Records provided section start

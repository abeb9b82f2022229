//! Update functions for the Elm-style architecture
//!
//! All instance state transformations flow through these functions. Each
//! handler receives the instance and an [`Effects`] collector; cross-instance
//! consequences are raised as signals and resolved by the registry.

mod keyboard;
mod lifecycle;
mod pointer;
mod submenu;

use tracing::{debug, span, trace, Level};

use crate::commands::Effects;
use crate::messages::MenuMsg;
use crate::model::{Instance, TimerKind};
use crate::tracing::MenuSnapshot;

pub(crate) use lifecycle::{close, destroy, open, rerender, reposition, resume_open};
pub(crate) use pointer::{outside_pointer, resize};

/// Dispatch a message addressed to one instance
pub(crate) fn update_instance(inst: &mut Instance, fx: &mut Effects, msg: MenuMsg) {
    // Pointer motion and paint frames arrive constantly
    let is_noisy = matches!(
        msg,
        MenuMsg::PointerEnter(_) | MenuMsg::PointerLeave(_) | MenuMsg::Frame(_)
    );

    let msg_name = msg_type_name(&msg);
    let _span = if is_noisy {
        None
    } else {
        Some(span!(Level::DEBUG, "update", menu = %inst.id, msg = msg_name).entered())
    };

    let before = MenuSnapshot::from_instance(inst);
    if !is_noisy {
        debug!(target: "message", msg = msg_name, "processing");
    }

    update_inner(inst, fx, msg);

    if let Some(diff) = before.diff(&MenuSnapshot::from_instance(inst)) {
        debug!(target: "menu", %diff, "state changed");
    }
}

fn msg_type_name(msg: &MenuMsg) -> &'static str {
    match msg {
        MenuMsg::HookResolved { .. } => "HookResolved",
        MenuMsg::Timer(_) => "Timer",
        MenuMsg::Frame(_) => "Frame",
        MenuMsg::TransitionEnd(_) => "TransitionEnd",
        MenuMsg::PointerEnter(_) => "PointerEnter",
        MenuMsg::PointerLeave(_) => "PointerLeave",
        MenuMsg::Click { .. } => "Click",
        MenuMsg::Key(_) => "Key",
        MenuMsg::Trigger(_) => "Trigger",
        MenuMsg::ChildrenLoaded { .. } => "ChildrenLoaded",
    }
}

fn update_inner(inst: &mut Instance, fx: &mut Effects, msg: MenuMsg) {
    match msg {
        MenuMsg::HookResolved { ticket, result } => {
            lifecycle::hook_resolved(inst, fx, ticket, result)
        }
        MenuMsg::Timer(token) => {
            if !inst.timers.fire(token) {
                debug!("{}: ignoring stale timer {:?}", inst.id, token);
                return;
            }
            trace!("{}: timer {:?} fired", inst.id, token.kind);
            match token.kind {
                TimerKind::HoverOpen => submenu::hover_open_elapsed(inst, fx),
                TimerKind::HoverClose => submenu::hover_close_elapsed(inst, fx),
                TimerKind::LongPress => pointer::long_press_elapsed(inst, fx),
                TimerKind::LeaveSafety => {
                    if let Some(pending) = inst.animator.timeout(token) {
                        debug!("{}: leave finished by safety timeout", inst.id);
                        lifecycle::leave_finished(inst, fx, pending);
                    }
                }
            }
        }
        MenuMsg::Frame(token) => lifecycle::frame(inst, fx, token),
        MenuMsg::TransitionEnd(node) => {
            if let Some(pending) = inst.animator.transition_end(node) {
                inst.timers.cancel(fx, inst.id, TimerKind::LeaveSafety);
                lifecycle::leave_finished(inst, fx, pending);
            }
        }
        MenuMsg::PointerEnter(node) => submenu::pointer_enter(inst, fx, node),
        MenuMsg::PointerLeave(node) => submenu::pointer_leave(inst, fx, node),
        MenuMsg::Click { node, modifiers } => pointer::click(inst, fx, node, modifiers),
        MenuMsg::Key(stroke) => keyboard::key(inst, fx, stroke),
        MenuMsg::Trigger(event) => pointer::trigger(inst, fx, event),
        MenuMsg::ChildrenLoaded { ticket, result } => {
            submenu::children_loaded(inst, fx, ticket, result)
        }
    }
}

Records provided section end
Records provided section start

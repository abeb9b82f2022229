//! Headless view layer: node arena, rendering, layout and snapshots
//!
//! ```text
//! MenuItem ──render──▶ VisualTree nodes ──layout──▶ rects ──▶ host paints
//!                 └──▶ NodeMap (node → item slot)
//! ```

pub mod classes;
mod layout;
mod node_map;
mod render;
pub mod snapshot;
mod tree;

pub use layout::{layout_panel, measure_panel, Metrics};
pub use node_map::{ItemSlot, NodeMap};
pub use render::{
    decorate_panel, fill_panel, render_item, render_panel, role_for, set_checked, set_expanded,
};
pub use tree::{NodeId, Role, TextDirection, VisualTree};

Records provided section end

▸ **Task instructions**
Transcribe the records above exactly, beginning at the line that contains "handler receives the" and ending with the line that contains "update_inner(inst, fx, msg);", both included, and nothing else.

▸ **Response area**
//! handler receives the instance and an [`Effects`] collector; cross-instance
//! consequences are raised as signals and resolved by the registry.

mod keyboard;
mod lifecycle;
mod pointer;
mod submenu;

use tracing::{debug, span, trace, Level};

use crate::commands::Effects;
use crate::messages::MenuMsg;
use crate::model::{Instance, TimerKind};
use crate::tracing::MenuSnapshot;

pub(crate) use lifecycle::{close, destroy, open, rerender, reposition, resume_open};
pub(crate) use pointer::{outside_pointer, resize};

/// Dispatch a message addressed to one instance
pub(crate) fn update_instance(inst: &mut Instance, fx: &mut Effects, msg: MenuMsg) {
    // Pointer motion and paint frames arrive constantly
    let is_noisy = matches!(
        msg,
        MenuMsg::PointerEnter(_) | MenuMsg::PointerLeave(_) | MenuMsg::Frame(_)
    );

    let msg_name = msg_type_name(&msg);
    let _span = if is_noisy {
        None
    } else {
        Some(span!(Level::DEBUG, "update", menu = %inst.id, msg = msg_name).entered())
    };

    let before = MenuSnapshot::from_instance(inst);
    if !is_noisy {
        debug!(target: "message", msg = msg_name, "processing");
    }

    update_inner(inst, fx, msg);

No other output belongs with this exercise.